» INSTRUCTIONS FOR THE TASK
Copy each line of the entries that includes the word "running".

» DATASET
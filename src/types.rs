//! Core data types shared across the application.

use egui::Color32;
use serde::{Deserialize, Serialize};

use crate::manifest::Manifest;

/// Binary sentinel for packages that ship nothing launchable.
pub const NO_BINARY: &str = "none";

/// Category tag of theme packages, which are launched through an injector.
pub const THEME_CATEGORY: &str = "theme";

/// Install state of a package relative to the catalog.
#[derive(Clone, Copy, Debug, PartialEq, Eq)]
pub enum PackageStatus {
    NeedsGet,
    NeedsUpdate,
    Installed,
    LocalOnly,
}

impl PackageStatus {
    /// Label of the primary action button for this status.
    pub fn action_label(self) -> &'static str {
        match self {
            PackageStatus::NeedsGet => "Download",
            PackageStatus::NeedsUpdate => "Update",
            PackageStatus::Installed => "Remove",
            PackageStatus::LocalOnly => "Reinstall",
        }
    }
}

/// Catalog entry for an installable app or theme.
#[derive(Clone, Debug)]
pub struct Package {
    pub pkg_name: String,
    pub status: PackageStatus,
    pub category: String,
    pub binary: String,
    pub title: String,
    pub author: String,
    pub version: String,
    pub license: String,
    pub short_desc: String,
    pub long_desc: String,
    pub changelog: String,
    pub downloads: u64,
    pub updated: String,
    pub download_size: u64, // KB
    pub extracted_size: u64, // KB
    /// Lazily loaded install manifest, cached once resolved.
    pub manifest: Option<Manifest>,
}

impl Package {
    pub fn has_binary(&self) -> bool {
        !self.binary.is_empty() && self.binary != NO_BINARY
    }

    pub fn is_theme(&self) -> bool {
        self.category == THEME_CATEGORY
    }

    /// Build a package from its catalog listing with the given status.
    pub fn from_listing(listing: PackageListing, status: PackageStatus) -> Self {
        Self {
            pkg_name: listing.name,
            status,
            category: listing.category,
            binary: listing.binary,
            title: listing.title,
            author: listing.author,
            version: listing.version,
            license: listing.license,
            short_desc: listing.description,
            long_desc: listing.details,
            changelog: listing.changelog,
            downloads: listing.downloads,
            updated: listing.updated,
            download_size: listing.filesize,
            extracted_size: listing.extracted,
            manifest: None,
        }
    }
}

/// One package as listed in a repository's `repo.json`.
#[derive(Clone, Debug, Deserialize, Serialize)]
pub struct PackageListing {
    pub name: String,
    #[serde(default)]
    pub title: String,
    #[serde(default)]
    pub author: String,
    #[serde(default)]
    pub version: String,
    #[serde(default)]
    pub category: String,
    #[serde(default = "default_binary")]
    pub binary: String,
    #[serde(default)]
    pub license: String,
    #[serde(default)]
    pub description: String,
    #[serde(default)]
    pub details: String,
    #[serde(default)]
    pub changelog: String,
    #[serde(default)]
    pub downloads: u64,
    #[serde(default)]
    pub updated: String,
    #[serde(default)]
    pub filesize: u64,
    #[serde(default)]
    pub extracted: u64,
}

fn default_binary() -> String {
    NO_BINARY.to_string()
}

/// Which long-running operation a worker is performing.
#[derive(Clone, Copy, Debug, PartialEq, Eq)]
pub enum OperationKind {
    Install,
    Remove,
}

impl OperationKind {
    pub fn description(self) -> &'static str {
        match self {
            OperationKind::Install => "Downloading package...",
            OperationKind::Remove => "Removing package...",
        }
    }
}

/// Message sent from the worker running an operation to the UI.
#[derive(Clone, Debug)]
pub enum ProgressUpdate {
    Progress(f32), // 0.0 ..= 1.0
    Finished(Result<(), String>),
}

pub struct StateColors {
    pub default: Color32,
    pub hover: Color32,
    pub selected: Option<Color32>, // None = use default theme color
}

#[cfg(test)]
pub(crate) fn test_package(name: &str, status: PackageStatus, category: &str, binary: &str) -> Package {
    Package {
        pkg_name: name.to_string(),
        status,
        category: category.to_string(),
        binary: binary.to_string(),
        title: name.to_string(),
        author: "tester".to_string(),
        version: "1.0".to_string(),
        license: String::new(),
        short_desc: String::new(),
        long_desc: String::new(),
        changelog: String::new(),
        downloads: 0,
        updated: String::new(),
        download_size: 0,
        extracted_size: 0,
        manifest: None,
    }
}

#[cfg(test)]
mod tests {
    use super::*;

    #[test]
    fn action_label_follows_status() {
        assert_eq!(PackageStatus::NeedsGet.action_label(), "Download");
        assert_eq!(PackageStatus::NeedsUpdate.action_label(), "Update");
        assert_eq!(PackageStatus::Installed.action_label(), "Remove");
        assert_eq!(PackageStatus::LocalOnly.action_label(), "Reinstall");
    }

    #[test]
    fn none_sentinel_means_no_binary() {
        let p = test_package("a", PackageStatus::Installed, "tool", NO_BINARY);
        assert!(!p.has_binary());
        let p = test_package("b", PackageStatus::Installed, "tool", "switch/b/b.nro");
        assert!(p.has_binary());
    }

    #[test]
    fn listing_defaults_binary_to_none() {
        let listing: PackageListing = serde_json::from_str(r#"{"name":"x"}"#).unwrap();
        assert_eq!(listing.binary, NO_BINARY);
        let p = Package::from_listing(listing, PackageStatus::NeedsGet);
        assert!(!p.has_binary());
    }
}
* * *
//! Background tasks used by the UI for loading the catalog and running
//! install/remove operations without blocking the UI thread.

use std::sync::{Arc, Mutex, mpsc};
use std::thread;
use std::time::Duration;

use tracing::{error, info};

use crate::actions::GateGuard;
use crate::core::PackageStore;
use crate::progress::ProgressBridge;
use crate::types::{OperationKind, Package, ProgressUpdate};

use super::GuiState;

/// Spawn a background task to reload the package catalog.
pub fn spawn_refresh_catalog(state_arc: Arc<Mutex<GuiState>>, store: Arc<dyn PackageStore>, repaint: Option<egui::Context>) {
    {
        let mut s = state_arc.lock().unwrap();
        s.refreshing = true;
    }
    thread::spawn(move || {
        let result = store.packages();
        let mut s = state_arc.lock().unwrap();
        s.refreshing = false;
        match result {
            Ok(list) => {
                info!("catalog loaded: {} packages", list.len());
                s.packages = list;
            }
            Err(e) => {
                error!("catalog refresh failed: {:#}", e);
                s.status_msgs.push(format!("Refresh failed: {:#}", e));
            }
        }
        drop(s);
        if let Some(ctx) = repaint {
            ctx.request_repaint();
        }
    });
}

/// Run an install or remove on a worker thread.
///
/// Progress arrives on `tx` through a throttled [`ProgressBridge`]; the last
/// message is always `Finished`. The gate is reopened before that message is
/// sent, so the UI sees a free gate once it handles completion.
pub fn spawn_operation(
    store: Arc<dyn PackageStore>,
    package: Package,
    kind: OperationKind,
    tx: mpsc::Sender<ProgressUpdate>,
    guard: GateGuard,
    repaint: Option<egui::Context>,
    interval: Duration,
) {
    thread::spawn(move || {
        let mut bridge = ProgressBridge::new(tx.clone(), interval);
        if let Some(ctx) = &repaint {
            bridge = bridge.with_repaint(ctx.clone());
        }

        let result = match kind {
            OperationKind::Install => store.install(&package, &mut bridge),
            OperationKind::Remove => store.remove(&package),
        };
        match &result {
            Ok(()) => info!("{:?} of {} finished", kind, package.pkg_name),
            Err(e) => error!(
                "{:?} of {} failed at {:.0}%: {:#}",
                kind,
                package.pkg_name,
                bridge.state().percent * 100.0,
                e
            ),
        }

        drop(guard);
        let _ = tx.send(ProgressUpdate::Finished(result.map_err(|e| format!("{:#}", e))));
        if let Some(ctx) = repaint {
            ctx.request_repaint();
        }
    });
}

» TASK RESULT
/// Which long-running operation a worker is performing.
/// Message sent from the worker running an operation to the UI.
//! Background tasks used by the UI for loading the catalog and running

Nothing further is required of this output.